We have not defined 'root' as $p(r)=0$.

We need to distinguish what are implied when $R$ is a field and when $R$ is not necessarily a field.

When $R$ is a field, this definition equals $p(r)=0$: if $p(x)=(x-r)q(x)$, $p(r)=(r-r)q(r)=0q(r)=0$; if $p(r)=0$, $p(x)=(p-r)q(x)$, by the proposition that for the polynomials ring over any field and any nonconstant polynomial, if and only if the evaluation of the polynomial at a field element is 0, the polynomial can be factorized with x - the element: when $p(x)$ is any constant, $p(x)=0$ and $p(x)=(x-r)0$ anyway.

But when $R$ is not necessarily a field, if $p(x)=(x-r)q(x)$, $p(r)=(r-r)q(r)=0q(r)=0$; but the proposition that for the polynomials ring over any field and any nonconstant polynomial, if and only if the evaluation of the polynomial at a field element is 0, the polynomial can be factorized with x - the element cannot be applied because it uses the fact that $R[x]$ is a Euclidean domain, which (the fact) has been proved based on the requirement that $R$ is a field.

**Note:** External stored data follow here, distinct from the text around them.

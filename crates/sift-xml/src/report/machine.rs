use std::fmt;
use std::io::Write;

use sift_common::warning::warn_once;
use strum_macros::Display;

use super::config::ReportConfig;
use crate::error::ScanError;
use crate::tokenizer::{Token, decode_entities, parse_attributes};

/// Element whose text holds the amount being filtered.
pub const AMOUNT_ELEMENT: &str = "amount";

/// Attribute reported while a valid amount is active.
pub const ID_ATTRIBUTE: &str = "id";

/// Coarse position of the machine relative to `amount` elements.
///
/// Transitions depend only on whether a tag is named `amount`:
///
/// | token            | new mode    |
/// |------------------|-------------|
/// | `<amount>`       | `InAmount`  |
/// | any other start  | `InElement` |
/// | `</amount>`      | `InElement` |
/// | any other end    | `Start`     |
///
/// A non-`amount` end tag always returns to `Start`, even when an enclosing
/// element is still open. Only `InAmount` is ever consulted, and only start
/// tags enter it, so this never changes the emitted report.
#[derive(Debug, Clone, Copy, Default, PartialEq, Eq, Display)]
pub enum ParserMode {
    /// Not inside an element of interest.
    #[default]
    Start,
    /// Inside some element other than `amount`.
    InElement,
    /// Inside an `amount` element, waiting for its text.
    InAmount,
}

/// One line of report output.
#[derive(Debug, Clone, Copy, PartialEq, Eq)]
pub enum ReportLine<'a> {
    /// `Amount: <value>` for an amount that passed the filter.
    Amount(&'a str),
    /// `Order ID: <id>` in flat mode.
    OrderId(&'a str),
    /// `<path>/@id = "<id>"` in path-tracking mode.
    PathId {
        /// Absolute path of the element carrying the attribute.
        path: &'a str,
        /// The attribute value.
        id: &'a str,
    },
}

impl fmt::Display for ReportLine<'_> {
    fn fmt(&self, f: &mut fmt::Formatter<'_>) -> fmt::Result {
        match self {
            Self::Amount(value) => write!(f, "Amount: {value}"),
            Self::OrderId(id) => write!(f, "Order ID: {id}"),
            Self::PathId { path, id } => write!(f, "{path}/@id = \"{id}\""),
        }
    }
}

/// A content-level anomaly that did not stop the scan.
#[derive(Debug, Clone, PartialEq, Eq)]
pub struct ScanIssue {
    /// What was wrong.
    pub message: String,
    /// Byte offset in the document where the offending token starts.
    pub position: usize,
}

/// The report state machine.
///
/// Holds everything a run needs between tokens: the stack of open element
/// names, its cached `/a/b/c` rendering, the amount-validity flag and the
/// current [`ParserMode`]. A machine is built per run and borrows element names
/// from the document it is fed.
#[derive(Debug)]
pub struct ReportMachine<'a> {
    config: ReportConfig,

    /// Open element names, innermost last. Its length is the nesting depth.
    path_stack: Vec<&'a str>,

    /// `path_stack` rendered as `/a/b/c`; empty when the stack is empty.
    current_path: String,

    /// Set when an `amount` value passes the filter, cleared on the next
    /// `<amount>`. Survives `</amount>` so later siblings can report their ids.
    amount_valid: bool,

    mode: ParserMode,

    tokens_processed: usize,
    amounts_reported: usize,
    ids_reported: usize,

    /// Content-level anomalies encountered so far.
    issues: Vec<ScanIssue>,
}

impl<'a> ReportMachine<'a> {
    /// Create a machine in its initial state.
    #[must_use]
    pub const fn new(config: ReportConfig) -> Self {
        Self {
            config,
            path_stack: Vec::new(),
            current_path: String::new(),
            amount_valid: false,
            mode: ParserMode::Start,
            tokens_processed: 0,
            amounts_reported: 0,
            ids_reported: 0,
            issues: Vec::new(),
        }
    }

    /// Feed one token, writing any resulting report line to `sink`.
    ///
    /// `position` is the byte offset of the token in the document and is only
    /// used to locate recorded issues.
    ///
    /// # Errors
    ///
    /// Returns [`ScanError::Io`] if writing to `sink` fails.
    pub fn process<W: Write>(
        &mut self,
        token: Token<'a>,
        position: usize,
        sink: &mut W,
    ) -> Result<(), ScanError> {
        self.tokens_processed += 1;
        match token {
            Token::StartTag {
                name,
                raw_attributes,
                self_closing,
            } => {
                self.handle_start_tag(name, raw_attributes, sink)?;
                if self_closing {
                    self.handle_end_tag(name);
                }
            }
            Token::EndTag { name } => self.handle_end_tag(name),
            Token::Text { content } => self.handle_text(content, position, sink)?,
        }
        Ok(())
    }

    fn handle_start_tag<W: Write>(
        &mut self,
        name: &'a str,
        raw_attributes: &'a str,
        sink: &mut W,
    ) -> Result<(), ScanError> {
        self.push_element(name);

        // The id check runs before `<amount>` resets validity.
        let attributes = parse_attributes(raw_attributes);
        if let Some(&id) = attributes.get(ID_ATTRIBUTE)
            && self.amount_valid
        {
            let line = if self.config.track_paths {
                ReportLine::PathId {
                    path: &self.current_path,
                    id,
                }
            } else {
                ReportLine::OrderId(id)
            };
            emit(sink, line)?;
            self.ids_reported += 1;
        }

        if name == AMOUNT_ELEMENT {
            self.mode = ParserMode::InAmount;
            self.amount_valid = false;
        } else {
            self.mode = ParserMode::InElement;
        }
        Ok(())
    }

    fn handle_end_tag(&mut self, name: &str) {
        self.pop_element();
        self.mode = if name == AMOUNT_ELEMENT {
            ParserMode::InElement
        } else {
            ParserMode::Start
        };
    }

    fn handle_text<W: Write>(
        &mut self,
        content: &str,
        position: usize,
        sink: &mut W,
    ) -> Result<(), ScanError> {
        let text = decode_entities(content);
        if self.mode != ParserMode::InAmount {
            return Ok(());
        }

        match text.parse::<i32>() {
            Ok(amount) => {
                self.amount_valid = self.config.passes(amount);
                if self.amount_valid {
                    emit(sink, ReportLine::Amount(&text))?;
                    self.amounts_reported += 1;
                }
            }
            Err(err) => {
                self.record_issue(position, format!("non-numeric amount {text:?}: {err}"));
            }
        }
        Ok(())
    }

    fn push_element(&mut self, name: &'a str) {
        self.path_stack.push(name);
        self.current_path.push('/');
        self.current_path.push_str(name);
    }

    fn pop_element(&mut self) {
        if let Some(name) = self.path_stack.pop() {
            let len = self.current_path.len().saturating_sub(name.len() + 1);
            self.current_path.truncate(len);
        }
    }

    fn record_issue(&mut self, position: usize, message: String) {
        warn_once("Report", &message);
        self.issues.push(ScanIssue { message, position });
    }

    /// Current nesting depth (length of the path stack).
    #[must_use]
    pub fn depth(&self) -> usize {
        self.path_stack.len()
    }

    /// Open element names, outermost first.
    #[must_use]
    pub fn path_stack(&self) -> &[&'a str] {
        &self.path_stack
    }

    /// The path stack rendered as `/a/b/c`.
    #[must_use]
    pub fn current_path(&self) -> &str {
        &self.current_path
    }

    /// The current mode.
    #[must_use]
    pub const fn mode(&self) -> ParserMode {
        self.mode
    }

    /// Whether the most recent amount passed the filter and is still active.
    #[must_use]
    pub const fn is_amount_valid(&self) -> bool {
        self.amount_valid
    }

    /// Issues recorded so far.
    #[must_use]
    pub fn issues(&self) -> &[ScanIssue] {
        &self.issues
    }

    /// Number of tokens fed so far.
    #[must_use]
    pub const fn tokens_processed(&self) -> usize {
        self.tokens_processed
    }

    /// Number of `Amount:` lines written so far.
    #[must_use]
    pub const fn amounts_reported(&self) -> usize {
        self.amounts_reported
    }

    /// Number of `id` lines written so far.
    #[must_use]
    pub const fn ids_reported(&self) -> usize {
        self.ids_reported
    }

    /// Give up the recorded issues, ending the machine's life.
    #[must_use]
    pub fn into_issues(self) -> Vec<ScanIssue> {
        self.issues
    }
}

fn emit<W: Write>(sink: &mut W, line: ReportLine<'_>) -> Result<(), ScanError> {
    writeln!(sink, "{line}")?;
    Ok(())
}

So, in general, this definition guarantees that $p(r)=0$, but we have not proved that $p(r)=0$ guarantees this definition.

For a $p(x)$, there may be no root and there may be some multiple roots.

It is crucial to be aware that what $R[x]$ we are thinking in: $p(x)=x^2-2$ has no root with $p(x)$ regarded in $\mathbb{Q}[x]$, but it has the roots, $\sqrt{2},-\sqrt{2}$, with $p(x)$ regarded in $\mathbb{R}[x]$.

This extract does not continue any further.